Cette relecture des textes et l’analyse des rapports nous a également permis de revenir sur la différence entre autorité (ce qui a un caractère symbolique et atemporel) et pouvoir (temporel et relevant du réel) et comment la confusion entre ces deux termes a été la source du malaise sénégalais. Les parents agissant comme s’ils étaient détenteurs d’un pouvoir sur leurs enfants en déployant des manœuvres parfois violentes de persuasion ou de coercition (isolation, injures, destruction de la réputation du jeune qui ne souhaite pas régler son pas sur leurs traces…), tandis que l’autorité n’est autre que, comme le dit H. Arendt, « la capacité à pouvoir se faire obéir sans violence ». Les marabouts sont en train de faire revenir à cette idée en faisant comprendre aux jeunes, à travers des lectures originales des textes, qu’ils ne sont pas dans la contrainte mais dans le respect de l’autorité des parents conférée par Dieu.
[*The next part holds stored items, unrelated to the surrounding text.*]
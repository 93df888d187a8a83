use std::collections::BTreeMap;

use chrono::{DateTime, Datelike, Utc};
use serde::{Deserialize, Serialize};
use uuid::Uuid;

use crate::error::SchedulerError;

/// Last year whose RFC 3339 text is still four digits wide. Stored timestamps
/// past it would break the lexical ordering the SQLite due query relies on.
pub const MAX_YEAR: i32 = 9999;

pub(crate) fn in_storable_range(ts: DateTime<Utc>) -> bool {
    (0..=MAX_YEAR).contains(&ts.year())
}

/// Cadence at which a task is automatically re-scheduled.
#[derive(Debug, Clone, Copy, PartialEq, Eq, Hash, Serialize, Deserialize)]
#[serde(rename_all = "SCREAMING_SNAKE_CASE")]
pub enum Frequency {
    /// Never selected by a sweep; runs only on explicit invocation.
    Manual,
    Hourly,
    Daily,
    Weekly,
    /// One calendar month, clamped to the last valid day.
    Monthly,
    /// Twelve calendar months, clamped like `Monthly`.
    Yearly,
}

impl Frequency {
    pub const ALL: [Frequency; 6] = [
        Frequency::Manual,
        Frequency::Hourly,
        Frequency::Daily,
        Frequency::Weekly,
        Frequency::Monthly,
        Frequency::Yearly,
    ];

    pub fn as_str(&self) -> &'static str {
        match self {
            Frequency::Manual => "MANUAL",
            Frequency::Hourly => "HOURLY",
            Frequency::Daily => "DAILY",
            Frequency::Weekly => "WEEKLY",
            Frequency::Monthly => "MONTHLY",
            Frequency::Yearly => "YEARLY",
        }
    }

    pub fn is_manual(&self) -> bool {
        matches!(self, Frequency::Manual)
    }
}

impl std::fmt::Display for Frequency {
    fn fmt(&self, f: &mut std::fmt::Formatter<'_>) -> std::fmt::Result {
        f.write_str(self.as_str())
    }
}

impl std::str::FromStr for Frequency {
    type Err = SchedulerError;

    /// Labels are matched case-insensitively; anything outside the closed
    /// set is a configuration error.
    fn from_str(s: &str) -> std::result::Result<Self, Self::Err> {
        Frequency::ALL
            .into_iter()
            .find(|f| f.as_str().eq_ignore_ascii_case(s.trim()))
            .ok_or_else(|| SchedulerError::Configuration(format!("unknown frequency: {s}")))
    }
}

/// Whether a task takes part in automatic sweeps.
#[derive(Debug, Clone, Copy, PartialEq, Eq, Serialize, Deserialize)]
#[serde(rename_all = "SCREAMING_SNAKE_CASE")]
pub enum TaskStatus {
    Active,
    /// Skipped by sweeps but still runnable by hand.
    Inactive,
}

impl std::fmt::Display for TaskStatus {
    fn fmt(&self, f: &mut std::fmt::Formatter<'_>) -> std::fmt::Result {
        let s = match self {
            TaskStatus::Active => "ACTIVE",
            TaskStatus::Inactive => "INACTIVE",
        };
        write!(f, "{s}")
    }
}

impl std::str::FromStr for TaskStatus {
    type Err = SchedulerError;

    fn from_str(s: &str) -> std::result::Result<Self, Self::Err> {
        match s {
            "ACTIVE" => Ok(TaskStatus::Active),
            "INACTIVE" => Ok(TaskStatus::Inactive),
            other => Err(SchedulerError::Configuration(format!(
                "unknown task status: {other}"
            ))),
        }
    }
}

/// A single loosely-typed task parameter.
///
/// Untagged so the stored JSON stays a plain object: `{"retention_days": 90}`.
#[derive(Debug, Clone, PartialEq, Serialize, Deserialize)]
#[serde(untagged)]
pub enum ParamValue {
    Null,
    Bool(bool),
    Int(i64),
    Float(f64),
    Text(String),
}

impl ParamValue {
    pub fn kind(&self) -> &'static str {
        match self {
            ParamValue::Null => "null",
            ParamValue::Bool(_) => "boolean",
            ParamValue::Int(_) => "integer",
            ParamValue::Float(_) => "number",
            ParamValue::Text(_) => "string",
        }
    }
}

impl From<&str> for ParamValue {
    fn from(s: &str) -> Self {
        ParamValue::Text(s.to_string())
    }
}

impl From<String> for ParamValue {
    fn from(s: String) -> Self {
        ParamValue::Text(s)
    }
}

impl From<i64> for ParamValue {
    fn from(n: i64) -> Self {
        ParamValue::Int(n)
    }
}

impl From<f64> for ParamValue {
    fn from(n: f64) -> Self {
        ParamValue::Float(n)
    }
}

impl From<bool> for ParamValue {
    fn from(b: bool) -> Self {
        ParamValue::Bool(b)
    }
}

/// Key-ordered parameter map handed verbatim to a task handler.
#[derive(Debug, Clone, Default, PartialEq, Serialize, Deserialize)]
#[serde(transparent)]
pub struct TaskParams(BTreeMap<String, ParamValue>);

impl TaskParams {
    pub fn new() -> Self {
        Self::default()
    }

    /// Builder-style insert, handy for catalog literals.
    pub fn with(mut self, key: &str, value: impl Into<ParamValue>) -> Self {
        self.0.insert(key.to_string(), value.into());
        self
    }

    pub fn insert(&mut self, key: &str, value: impl Into<ParamValue>) {
        self.0.insert(key.to_string(), value.into());
    }

    pub fn get(&self, key: &str) -> Option<&ParamValue> {
        self.0.get(key)
    }

    pub fn is_empty(&self) -> bool {
        self.0.is_empty()
    }

    pub fn iter(&self) -> impl Iterator<Item = (&String, &ParamValue)> {
        self.0.iter()
    }
}

/// A persisted, schedulable unit of work.
#[derive(Debug, Clone, PartialEq, Serialize, Deserialize)]
pub struct Task {
    /// UUIDv7 string, time-sortable primary key.
    pub id: String,
    pub name: String,
    /// Handler discriminator, e.g. `UPDATE_PROPERTY_STATUS`.
    #[serde(rename = "type")]
    pub task_type: String,
    pub description: String,
    pub frequency: Frequency,
    pub parameters: TaskParams,
    pub status: TaskStatus,
    /// Start of the most recent execution.
    pub last_run_at: Option<DateTime<Utc>>,
    /// `None` exactly when `frequency` is `Manual`.
    pub next_run_at: Option<DateTime<Utc>>,
    pub run_count: u64,
    pub success_count: u64,
    pub failure_count: u64,
    /// Summary of the last successful run.
    pub result: Option<String>,
    /// Message of the last failed run.
    pub last_error: Option<String>,
    pub created_at: DateTime<Utc>,
    pub updated_at: DateTime<Utc>,
}

impl Task {
    /// Build a fresh, never-run task. `next_run_at` must already be computed
    /// by the caller from the frequency policy.
    pub fn new(spec: NewTask, next_run_at: Option<DateTime<Utc>>, now: DateTime<Utc>) -> Self {
        Self {
            id: Uuid::now_v7().to_string(),
            name: spec.name,
            task_type: spec.task_type,
            description: spec.description,
            frequency: spec.frequency,
            parameters: spec.parameters,
            status: spec.status,
            last_run_at: None,
            next_run_at,
            run_count: 0,
            success_count: 0,
            failure_count: 0,
            result: None,
            last_error: None,
            created_at: now,
            updated_at: now,
        }
    }

    /// True when a sweep at `now` should pick this task up.
    pub fn is_due(&self, now: DateTime<Utc>) -> bool {
        self.status == TaskStatus::Active
            && !self.frequency.is_manual()
            && self.next_run_at.is_some_and(|next| next <= now)
    }

    /// Check the record-level invariants before it is written.
    pub fn validate(&self) -> crate::error::Result<()> {
        if self.task_type.trim().is_empty() {
            return Err(SchedulerError::Configuration(format!(
                "task {} has an empty type",
                self.id
            )));
        }
        if !self.frequency.is_manual() && self.next_run_at.is_none() {
            return Err(SchedulerError::Configuration(format!(
                "task {} ({}) has no next run",
                self.id, self.frequency
            )));
        }
        let stamps = [Some(self.created_at), Some(self.updated_at), self.last_run_at, self.next_run_at];
        if let Some(bad) = stamps.into_iter().flatten().find(|ts| !in_storable_range(*ts)) {
            return Err(SchedulerError::Configuration(format!(
                "task {} has timestamp {bad} outside years 0000-{MAX_YEAR}",
                self.id
            )));
        }
        if self.run_count != self.success_count + self.failure_count {
            return Err(SchedulerError::Configuration(format!(
                "task {} counters out of balance: {} != {} + {}",
                self.id, self.run_count, self.success_count, self.failure_count
            )));
        }
        Ok(())
    }
}

/// Operator-supplied fields of a task that does not exist yet.
#[derive(Debug, Clone)]
pub struct NewTask {
    pub name: String,
    pub task_type: String,
    pub description: String,
    pub frequency: Frequency,
    pub parameters: TaskParams,
    pub status: TaskStatus,
}

impl NewTask {
    pub fn new(name: &str, task_type: &str, frequency: Frequency) -> Self {
        Self {
            name: name.to_string(),
            task_type: task_type.to_string(),
            description: String::new(),
            frequency,
            parameters: TaskParams::new(),
            status: TaskStatus::Active,
        }
    }

    pub fn description(mut self, description: &str) -> Self {
        self.description = description.to_string();
        self
    }

    pub fn parameters(mut self, parameters: TaskParams) -> Self {
        self.parameters = parameters;
        self
    }

    pub fn status(mut self, status: TaskStatus) -> Self {
        self.status = status;
        self
    }
}
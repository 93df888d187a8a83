use chrono::{DateTime, Duration, Months, Utc};

use crate::error::{Result, SchedulerError};
use crate::types::{in_storable_range, Frequency, MAX_YEAR};

/// Compute the next eligible run time for a task that started at `from`.
///
/// `from` is the observed execution start, never the previous `next_run_at`:
/// a late run pushes the schedule forward instead of queueing catch-up runs.
///
/// Returns `None` for `Manual`. Calendar variants add whole months and clamp
/// to the last day of the target month, so Jan 31 + 1 month is Feb 28 (or
/// Feb 29 in a leap year) at the same time of day.
pub fn compute_next_run(frequency: Frequency, from: DateTime<Utc>) -> Result<Option<DateTime<Utc>>> {
    let next = match frequency {
        Frequency::Manual => return Ok(None),
        Frequency::Hourly => from.checked_add_signed(Duration::hours(1)),
        Frequency::Daily => from.checked_add_signed(Duration::hours(24)),
        Frequency::Weekly => from.checked_add_signed(Duration::days(7)),
        // chrono's month arithmetic already clamps to the last valid day.
        Frequency::Monthly => from.checked_add_months(Months::new(1)),
        Frequency::Yearly => from.checked_add_months(Months::new(12)),
    };

    match next {
        Some(next) if in_storable_range(next) => Ok(Some(next)),
        _ => Err(SchedulerError::Configuration(format!(
            "{frequency} schedule from {from} runs past year {MAX_YEAR}"
        ))),
    }
}
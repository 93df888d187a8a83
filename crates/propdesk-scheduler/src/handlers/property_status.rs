use std::sync::Arc;

use async_trait::async_trait;
use chrono::{DateTime, Utc};
use tracing::info;

use super::{HandlerContext, HandlerError, TaskHandler};
use crate::types::TaskParams;

pub const UPDATE_PROPERTY_STATUS: &str = "UPDATE_PROPERTY_STATUS";

/// Counts returned by a status recomputation.
#[derive(Debug, Clone, Copy, Default, PartialEq, Eq)]
pub struct StatusRecompute {
    pub examined: u64,
    pub changed: u64,
}

/// Property records whose occupancy status is derived from their leases.
pub trait PropertyLedger: Send + Sync {
    fn recompute_statuses(&self, as_of: DateTime<Utc>) -> Result<StatusRecompute, HandlerError>;
}

/// Recomputes every property's status as of the run start.
pub struct UpdatePropertyStatus {
    ledger: Arc<dyn PropertyLedger>,
}

impl UpdatePropertyStatus {
    pub fn new(ledger: Arc<dyn PropertyLedger>) -> Self {
        Self { ledger }
    }
}

#[async_trait]
impl TaskHandler for UpdatePropertyStatus {
    async fn run(&self, ctx: &HandlerContext, _params: &TaskParams) -> Result<String, HandlerError> {
        let counts = self.ledger.recompute_statuses(ctx.started_at)?;
        info!(
            task_id = %ctx.task_id,
            examined = counts.examined,
            changed = counts.changed,
            "property statuses recomputed"
        );
        Ok(format!(
            "{} properties examined, {} status changes",
            counts.examined, counts.changed
        ))
    }
}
Ils font en sorte de les rapprocher de leurs parents, même si ces derniers les vouent aux gémonies, pensant qu’ils ont usé de magie pour les contrôler et les éloigner d’eux.

Tant d’éléments qui sont ressortis dans notre étude et que seule la mise en relation de ces deux modèles pouvait permettre de saisir, du fait de leur liberté de manœuvre et leur capa- cité à saisir le pertinent dans les différentes disciplines qui les inspirent : histoire, philosophie, psychologie.